This same approach can also lead us out of the big incoherent mess problem. Teams that focus on optimizing can get stuck bolting on feature upon feature until the product becomes unusable. No one feature is to blame. I've made this mistake many times in my career, especially early on when I first began to understand the power of metrics. When that happens, the solution is to do a whole product pivot. "Whole product" is a term I learned from Bill Davidow's classic Marketing High Technology. A whole product is one that works for mainstream customers. Sometimes, a whole product is much bigger than a simple device - witness Apple's mastery of creating a whole ecosystem around each of their devices that make them much more useful than their competitors. But sometimes a whole product is much less - it requires removing unnecessary features and focusing on a single overriding value proposition. And these kinds of pivots are great opportunities for learning-style tests. It only requires the courage to test the new beautiful whole product design against the old crufty one head-to-head.

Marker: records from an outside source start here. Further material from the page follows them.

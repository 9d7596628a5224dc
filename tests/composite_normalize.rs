mod util;

use mesh_insitu::prelude::*;
use mesh_insitu::topology::as_composite_data;
use std::borrow::Cow;
use util::{image_at, origin_x};

fn leaves<C: CompositeDataSet + ?Sized>(cd: &C) -> Vec<f64> {
    let mut out = Vec::new();
    apply_composite(cd, &mut |ds: &DataSet| {
        out.push(origin_x(ds));
        0
    });
    out
}

fn sample_objects() -> Vec<DataObject> {
    let mut amr = AmrDataSet::new(false);
    amr.add_level([1, 1, 1]);
    amr.push_block(0, Some(DataSet::uniform_grid([4.0, 0.0, 0.0], [1.0; 3], [0, 1, 0, 1, 0, 1])))
        .unwrap();
    vec![
        image_at(1.0).into(),
        MultiBlock::with_blocks(vec![
            Some(image_at(1.0).into()),
            None,
            Some(MultiBlock::with_blocks(vec![Some(image_at(2.0).into())]).into()),
        ])
        .into(),
        amr.into(),
        MultiBlock::new().into(),
    ]
}

#[test]
fn normalizing_twice_keeps_the_leaf_sequence() {
    for obj in sample_objects() {
        let once = obj.as_composite_data();
        let twice = once.as_composite_data();
        assert_eq!(leaves(&once), leaves(&twice));
        assert_eq!(once.number_of_blocks(), twice.number_of_blocks());
        assert_eq!(once.kind(), twice.kind());
        assert!(std::ptr::eq(once.root(), twice.root()));
    }
}

#[test]
fn normalized_view_matches_direct_traversal() {
    for obj in sample_objects() {
        let mut direct = Vec::new();
        apply(&obj, &mut |ds: &DataSet| {
            direct.push(origin_x(ds));
            0
        });
        assert_eq!(leaves(&obj.as_composite_data()), direct);
    }
}

#[test]
fn leaf_becomes_one_slot_multiblock() {
    let leaf = DataObject::from(image_at(7.0));
    let view = leaf.as_composite_data();
    assert!(view.is_wrapped());
    assert_eq!(view.kind(), MeshKind::MultiBlock);
    assert_eq!(view.number_of_blocks(), 1);
    assert!(std::ptr::eq(view.block(0).unwrap(), &leaf));
}

#[test]
fn ownership_is_explicit() {
    let obj = DataObject::from(MultiBlock::with_blocks(vec![Some(image_at(0.0).into())]));
    let borrowed = as_composite_data(Cow::Borrowed(&obj));
    assert_eq!(borrowed.ownership(), Ownership::Borrowed);
    assert!(matches!(borrowed.into_inner(), Cow::Borrowed(_)));

    let owned = obj.clone().into_composite_data();
    assert_eq!(owned.ownership(), Ownership::Owned);
    // a view of an owning handle borrows from it
    assert_eq!(owned.as_composite_data().ownership(), Ownership::Borrowed);
    let back = owned.into_inner().into_owned();
    assert_eq!(back, obj);
}

#[test]
fn amr_view_keeps_its_kind() {
    let mut amr = AmrDataSet::new(true);
    amr.add_level([1, 1, 1]);
    let obj = DataObject::from(amr);
    let view = obj.as_composite_data();
    assert_eq!(view.kind(), MeshKind::OverlappingAmr);
    assert!(view.as_amr().is_some());
    assert!(!view.is_wrapped());
}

By now, I hope you’re already anticipating how to answer the visionary’s objections. We don’t split-test or talk to customers to decide if we should abandon our vision. Instead, we test to find out how to achieve the vision in the best possible way. Startup success requires getting many things right all at once: building a product that solves a customer problem, having that problem be an important one to a sufficient number of customers, having those customers be willing pay for it (in one of the four customer currencies), being able to reach those customers through one of the fundamental growth strategies, etc. When you read stories of successful startups in the popular and business press, you usually hear about how the founders anticipated several of these challenges in their initial vision. Unfortunately, startup success requires getting them all right. What the PR stories tend to leave out is that we can get attached to every part of our vision, even the dumb parts. Testing the parts simply gives us information that can help us refine the vision – like a sculptor removing just the right pieces of marble. There is tremendous art to knowing which pieces of the vision to test first. It is highly context-dependent, which is why different startups take dramatically different paths to success. Should you charge from day one, testing the revenue model first? Or should you focus on user engagement or virality? What about companies, like Siebel, that started with partner distribution first?  There are no universally right answers to such questions. (For more on how to figure out which question applies in which context, see Business ecology and the four customer currencies.)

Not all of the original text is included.